Practical application and demonstration
To explain these concepts, Mr. Kumar gave a practical demonstration. He introduced a simplified agent designed to interact with Hacker News for the purpose of upvoting articles. In this demonstration, we used Playwright, a browser automation library, to navigate to a site, log in, and perform an upvote action. He walked through the code and explained how to manage browser sessions, create tools, establish context, and perform agent tasks through run loops. The demo highlighted how guardrails such as trial limits and context trimming contribute to the reliability and safety of agent operations.
The demo revealed a common challenge where agents initially fail due to the login screen. However, we found the harness’s ability to detect this failure, apply a login handler, and retry the action to be important. This iterative process of execution, validation, and adjustment is a hallmark of robust agent engineering, making the behavior of AI systems more reliable and predictable.

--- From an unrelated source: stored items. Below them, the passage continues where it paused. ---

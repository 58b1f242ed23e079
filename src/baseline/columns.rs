//! Column resolution shared by the baseline loader and model training
//!
//! PMS exports name their columns inconsistently, so each canonical field
//! carries a synonym set. Matching is name-based and case-insensitive.
//! Keeping the table in one place guarantees the loader and the training
//! ingestion never drift apart.

use chrono::NaiveDate;

/// Synonyms for the date column.
pub const DATE_SYNONYMS: &[&str] = &["date", "day", "dt"];

/// Synonyms for the published-rate column. The same set doubles as the
/// regression target during training (ARR/APR show up in PMS exports).
pub const RATE_SYNONYMS: &[&str] = &["published_rate", "adr", "rate", "price", "arr", "apr"];

/// Synonyms for the occupancy column.
pub const OCCUPANCY_SYNONYMS: &[&str] = &["occupancy_pct", "occupancy", "occ"];

/// Synonyms for the 24h pickup column.
pub const PICKUP_SYNONYMS: &[&str] = &["pickup_24h", "pickup", "new_bookings_24h"];

/// Header indices resolved against the synonym table. Any field may be
/// missing; callers decide which combinations are usable.
#[derive(Debug, Clone, Copy, Default)]
pub struct ResolvedColumns {
    pub date: Option<usize>,
    pub rate: Option<usize>,
    pub occupancy: Option<usize>,
    pub pickup: Option<usize>,
}

/// Resolve a CSV header row to column indices. First match wins per field.
pub fn resolve_columns(headers: &csv::StringRecord) -> ResolvedColumns {
    let mut cols = ResolvedColumns::default();
    for (idx, raw) in headers.iter().enumerate() {
        let name = raw.trim().to_lowercase();
        if cols.date.is_none() && DATE_SYNONYMS.contains(&name.as_str()) {
            cols.date = Some(idx);
        }
        if cols.rate.is_none() && RATE_SYNONYMS.contains(&name.as_str()) {
            cols.rate = Some(idx);
        }
        if cols.occupancy.is_none() && OCCUPANCY_SYNONYMS.contains(&name.as_str()) {
            cols.occupancy = Some(idx);
        }
        if cols.pickup.is_none() && PICKUP_SYNONYMS.contains(&name.as_str()) {
            cols.pickup = Some(idx);
        }
    }
    cols
}

/// Parse a date cell, preferring ISO then day-first formats (EU-style PMS
/// exports), then month-first as a last resort.
pub fn parse_cell_date(raw: &str) -> Option<NaiveDate> {
    let s = raw.trim();
    if s.is_empty() {
        return None;
    }
    const FORMATS: &[&str] = &["%Y-%m-%d", "%d/%m/%Y", "%d-%m-%Y", "%Y/%m/%d", "%m/%d/%Y"];
    FORMATS
        .iter()
        .find_map(|fmt| NaiveDate::parse_from_str(s, fmt).ok())
}

/// Parse a numeric cell, tolerating surrounding whitespace and blanks.
pub fn parse_cell_f64(raw: &str) -> Option<f64> {
    let s = raw.trim();
    if s.is_empty() {
        return None;
    }
    s.parse::<f64>().ok().filter(|v| v.is_finite())
}

/// Occupancy cells may be fractions (0.85) or percentages (85). Values
/// above 1.5 are treated as percentages.
pub fn normalize_occupancy(v: f64) -> f64 {
    if v > 1.5 {
        v / 100.0
    } else {
        v
    }
}
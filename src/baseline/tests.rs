//! Tests for baseline ingestion

use std::fs;
use std::path::Path;

use tempfile::tempdir;

use super::columns::{normalize_occupancy, parse_cell_date, resolve_columns};
use super::{load_baseline_rates, load_operational_metrics};

fn write_file(dir: &Path, name: &str, content: &str) {
    fs::write(dir.join(name), content).unwrap();
}

#[test]
fn test_load_rates_basic() {
    let dir = tempdir().unwrap();
    write_file(
        dir.path(),
        "rates.csv",
        "date,adr\n2025-06-01,120.5\n2025-06-02,135.0\n",
    );
    let rates = load_baseline_rates(dir.path());
    assert_eq!(rates.len(), 2);
    assert_eq!(rates["2025-06-01"], 120.5);
    assert_eq!(rates["2025-06-02"], 135.0);
}

#[test]
fn test_load_rates_case_insensitive_columns() {
    let dir = tempdir().unwrap();
    write_file(
        dir.path(),
        "rates.CSV",
        "Date, Published_Rate \n2025-06-01,99.0\n",
    );
    let rates = load_baseline_rates(dir.path());
    assert_eq!(rates["2025-06-01"], 99.0);
}

#[test]
fn test_load_rates_skips_bad_rows() {
    let dir = tempdir().unwrap();
    write_file(
        dir.path(),
        "rates.csv",
        "date,rate\nnot-a-date,100\n2025-06-01,-5\n2025-06-02,0\n2025-06-03,80\n",
    );
    let rates = load_baseline_rates(dir.path());
    assert_eq!(rates.len(), 1);
    assert_eq!(rates["2025-06-03"], 80.0);
}

#[test]
fn test_load_rates_dayfirst_dates() {
    let dir = tempdir().unwrap();
    write_file(dir.path(), "rates.csv", "dt,arr\n15/06/2025,140\n");
    let rates = load_baseline_rates(dir.path());
    assert_eq!(rates["2025-06-15"], 140.0);
}

#[test]
fn test_load_rates_missing_dir() {
    let rates = load_baseline_rates(Path::new("/nonexistent/ratecast-test"));
    assert!(rates.is_empty());
}

#[test]
fn test_load_rates_no_recognizable_columns() {
    let dir = tempdir().unwrap();
    write_file(dir.path(), "other.csv", "foo,bar\n1,2\n");
    assert!(load_baseline_rates(dir.path()).is_empty());
}

#[test]
fn test_load_rates_ignores_non_tabular_files() {
    let dir = tempdir().unwrap();
    write_file(dir.path(), "notes.txt", "date,rate\n2025-06-01,100\n");
    assert!(load_baseline_rates(dir.path()).is_empty());
}

#[test]
fn test_later_file_overwrites_on_collision() {
    let dir = tempdir().unwrap();
    write_file(dir.path(), "a.csv", "date,rate\n2025-06-01,100\n");
    write_file(dir.path(), "b.csv", "date,rate\n2025-06-01,200\n");
    let rates = load_baseline_rates(dir.path());
    // One of the two wins; merge order across files is not guaranteed.
    assert_eq!(rates.len(), 1);
    let v = rates["2025-06-01"];
    assert!(v == 100.0 || v == 200.0);
}

#[test]
fn test_load_metrics_occupancy_and_pickup() {
    let dir = tempdir().unwrap();
    write_file(
        dir.path(),
        "ops.csv",
        "date,occupancy,pickup\n2025-06-01,0.85,4\n2025-06-02,92,0\n",
    );
    let metrics = load_operational_metrics(dir.path());
    assert_eq!(metrics["2025-06-01"].occupancy_pct, Some(0.85));
    assert_eq!(metrics["2025-06-01"].pickup_24h, Some(4.0));
    // 92 is a percentage, normalized to a fraction
    assert_eq!(metrics["2025-06-02"].occupancy_pct, Some(0.92));
    assert_eq!(metrics["2025-06-02"].pickup_24h, Some(0.0));
}

#[test]
fn test_load_metrics_partial_columns() {
    let dir = tempdir().unwrap();
    write_file(dir.path(), "occ.csv", "date,occ\n2025-06-01,0.4\n");
    let metrics = load_operational_metrics(dir.path());
    assert_eq!(metrics["2025-06-01"].occupancy_pct, Some(0.4));
    assert_eq!(metrics["2025-06-01"].pickup_24h, None);
}

#[test]
fn test_load_metrics_merges_across_files() {
    let dir = tempdir().unwrap();
    write_file(dir.path(), "occ.csv", "date,occ\n2025-06-01,0.4\n");
    write_file(dir.path(), "pickup.csv", "date,pickup_24h\n2025-06-01,7\n");
    let metrics = load_operational_metrics(dir.path());
    assert_eq!(metrics["2025-06-01"].occupancy_pct, Some(0.4));
    assert_eq!(metrics["2025-06-01"].pickup_24h, Some(7.0));
}

#[test]
fn test_resolve_columns_first_match_wins() {
    let headers = csv::StringRecord::from(vec!["Date", "rate", "price", "occ"]);
    let cols = resolve_columns(&headers);
    assert_eq!(cols.date, Some(0));
    assert_eq!(cols.rate, Some(1));
    assert_eq!(cols.occupancy, Some(3));
    assert_eq!(cols.pickup, None);
}

#[test]
fn test_parse_cell_date_formats() {
    assert!(parse_cell_date("2025-06-01").is_some());
    assert!(parse_cell_date("01/06/2025").is_some());
    assert!(parse_cell_date("garbage").is_none());
    // Ambiguous day/month resolves day-first
    let d = parse_cell_date("02/03/2025").unwrap();
    assert_eq!(d.to_string(), "2025-03-02");
}

#[test]
fn test_normalize_occupancy() {
    assert_eq!(normalize_occupancy(0.85), 0.85);
    assert_eq!(normalize_occupancy(1.5), 1.5);
    assert_eq!(normalize_occupancy(85.0), 0.85);
}
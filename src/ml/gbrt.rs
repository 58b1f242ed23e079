//! Gradient-boosted regression trees
//!
//! A compact least-squares boosting implementation: an initial constant
//! prediction plus shallow regression trees fitted to residuals. Trees use
//! exhaustive split search over midpoint thresholds, so fitting is fully
//! deterministic for a given sample order. The whole model serializes with
//! serde, which keeps the on-disk artifact a plain JSON document.

use serde::{Deserialize, Serialize};

/// Boosting hyperparameters.
#[derive(Debug, Clone, Serialize, Deserialize)]
pub struct GbrtParams {
    /// Number of boosting iterations (trees)
    pub n_estimators: usize,
    /// Maximum depth of each tree
    pub max_depth: usize,
    /// Learning rate (shrinkage)
    pub learning_rate: f64,
    /// Minimum samples required in a leaf node
    pub min_samples_leaf: usize,
}

impl Default for GbrtParams {
    fn default() -> Self {
        Self {
            n_estimators: 100,
            max_depth: 3,
            learning_rate: 0.1,
            min_samples_leaf: 1,
        }
    }
}

/// One regression tree node.
#[derive(Debug, Clone, Serialize, Deserialize)]
pub enum Node {
    Leaf {
        value: f64,
    },
    Split {
        feature: usize,
        threshold: f64,
        left: Box<Node>,
        right: Box<Node>,
    },
}

impl Node {
    fn predict(&self, row: &[f64]) -> f64 {
        match self {
            Node::Leaf { value } => *value,
            Node::Split {
                feature,
                threshold,
                left,
                right,
            } => {
                if row.get(*feature).copied().unwrap_or(0.0) <= *threshold {
                    left.predict(row)
                } else {
                    right.predict(row)
                }
            }
        }
    }
}

/// Fitted boosting ensemble.
#[derive(Debug, Clone, Serialize, Deserialize)]
pub struct GradientBoostedTrees {
    params: GbrtParams,
    init_value: f64,
    trees: Vec<Node>,
}

impl GradientBoostedTrees {
    /// Fit on row-major features and targets. Empty input yields a model
    /// that predicts 0.
    pub fn fit(params: GbrtParams, x: &[Vec<f64>], y: &[f64]) -> Self {
        let n = x.len().min(y.len());
        if n == 0 {
            return Self {
                params,
                init_value: 0.0,
                trees: Vec::new(),
            };
        }

        let init_value = y[..n].iter().sum::<f64>() / n as f64;
        let mut predictions = vec![init_value; n];
        let mut trees = Vec::with_capacity(params.n_estimators);
        let indices: Vec<usize> = (0..n).collect();

        for _ in 0..params.n_estimators {
            let residuals: Vec<f64> = y[..n]
                .iter()
                .zip(predictions.iter())
                .map(|(target, pred)| target - pred)
                .collect();
            let tree = fit_tree(x, &residuals, &indices, params.max_depth, params.min_samples_leaf);
            for (i, row) in x[..n].iter().enumerate() {
                predictions[i] += params.learning_rate * tree.predict(row);
            }
            trees.push(tree);
        }

        Self {
            params,
            init_value,
            trees,
        }
    }

    pub fn predict(&self, row: &[f64]) -> f64 {
        let mut value = self.init_value;
        for tree in &self.trees {
            value += self.params.learning_rate * tree.predict(row);
        }
        value
    }

    pub fn n_trees(&self) -> usize {
        self.trees.len()
    }
}

fn fit_tree(
    x: &[Vec<f64>],
    residuals: &[f64],
    indices: &[usize],
    depth: usize,
    min_samples_leaf: usize,
) -> Node {
    let mean = subset_mean(residuals, indices);
    if depth == 0 || indices.len() < 2 * min_samples_leaf.max(1) {
        return Node::Leaf { value: mean };
    }

    let best = best_split(x, residuals, indices, min_samples_leaf);
    match best {
        Some((feature, threshold)) => {
            let (left_idx, right_idx): (Vec<usize>, Vec<usize>) = indices
                .iter()
                .copied()
                .partition(|&i| x[i][feature] <= threshold);
            if left_idx.is_empty() || right_idx.is_empty() {
                return Node::Leaf { value: mean };
            }
            Node::Split {
                feature,
                threshold,
                left: Box::new(fit_tree(x, residuals, &left_idx, depth - 1, min_samples_leaf)),
                right: Box::new(fit_tree(x, residuals, &right_idx, depth - 1, min_samples_leaf)),
            }
        }
        None => Node::Leaf { value: mean },
    }
}

/// Exhaustive least-squares split search: every feature, midpoints between
/// consecutive distinct values as candidate thresholds.
fn best_split(
    x: &[Vec<f64>],
    residuals: &[f64],
    indices: &[usize],
    min_samples_leaf: usize,
) -> Option<(usize, f64)> {
    let n_features = x.first().map(|row| row.len()).unwrap_or(0);
    let mut best: Option<(usize, f64)> = None;
    let mut best_sse = f64::MAX;

    for feature in 0..n_features {
        let mut values: Vec<(f64, f64)> = indices
            .iter()
            .map(|&i| (x[i][feature], residuals[i]))
            .collect();
        values.sort_by(|a, b| a.0.total_cmp(&b.0));

        for split_at in min_samples_leaf.max(1)..=values.len().saturating_sub(min_samples_leaf.max(1)) {
            if split_at >= values.len() {
                break;
            }
            let (prev, next) = (values[split_at - 1].0, values[split_at].0);
            if prev == next {
                continue;
            }
            let threshold = (prev + next) / 2.0;
            let (left, right) = values.split_at(split_at);
            let sse = subset_sse(left) + subset_sse(right);
            if sse < best_sse {
                best_sse = sse;
                best = Some((feature, threshold));
            }
        }
    }

    best
}

fn subset_mean(residuals: &[f64], indices: &[usize]) -> f64 {
    if indices.is_empty() {
        return 0.0;
    }
    indices.iter().map(|&i| residuals[i]).sum::<f64>() / indices.len() as f64
}

fn subset_sse(values: &[(f64, f64)]) -> f64 {
    if values.is_empty() {
        return 0.0;
    }
    let mean = values.iter().map(|(_, r)| r).sum::<f64>() / values.len() as f64;
    values.iter().map(|(_, r)| (r - mean).powi(2)).sum()
}

/// Per-feature standardization fitted on the training set.
#[derive(Debug, Clone, Serialize, Deserialize)]
pub struct StandardScaler {
    means: Vec<f64>,
    stds: Vec<f64>,
}

impl StandardScaler {
    pub fn fit(x: &[Vec<f64>]) -> Self {
        let n_features = x.first().map(|row| row.len()).unwrap_or(0);
        let n = x.len().max(1) as f64;
        let mut means = vec![0.0; n_features];
        for row in x {
            for (m, v) in means.iter_mut().zip(row.iter()) {
                *m += v;
            }
        }
        for m in means.iter_mut() {
            *m /= n;
        }
        let mut stds = vec![0.0; n_features];
        for row in x {
            for (s, (v, m)) in stds.iter_mut().zip(row.iter().zip(means.iter())) {
                *s += (v - m).powi(2);
            }
        }
        for s in stds.iter_mut() {
            *s = (*s / n).sqrt();
            // constant columns pass through unscaled
            if *s == 0.0 {
                *s = 1.0;
            }
        }
        Self { means, stds }
    }

    pub fn transform_row(&self, row: &[f64]) -> Vec<f64> {
        row.iter()
            .enumerate()
            .map(|(i, v)| {
                let mean = self.means.get(i).copied().unwrap_or(0.0);
                let std = self.stds.get(i).copied().unwrap_or(1.0);
                (v - mean) / std
            })
            .collect()
    }

    pub fn transform(&self, x: &[Vec<f64>]) -> Vec<Vec<f64>> {
        x.iter().map(|row| self.transform_row(row)).collect()
    }
}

The future of AI harnesses
Kumar concluded by highlighting the growing importance of these structured approaches in developing sophisticated AI agents. As AI models become more powerful and integrated into complex workflows, the need for reliable, safe, and controllable harnesses will only grow. He noted that the principles outlined here are the foundation for building the next generation of AI applications, allowing businesses to leverage the power of AI more effectively and responsibly.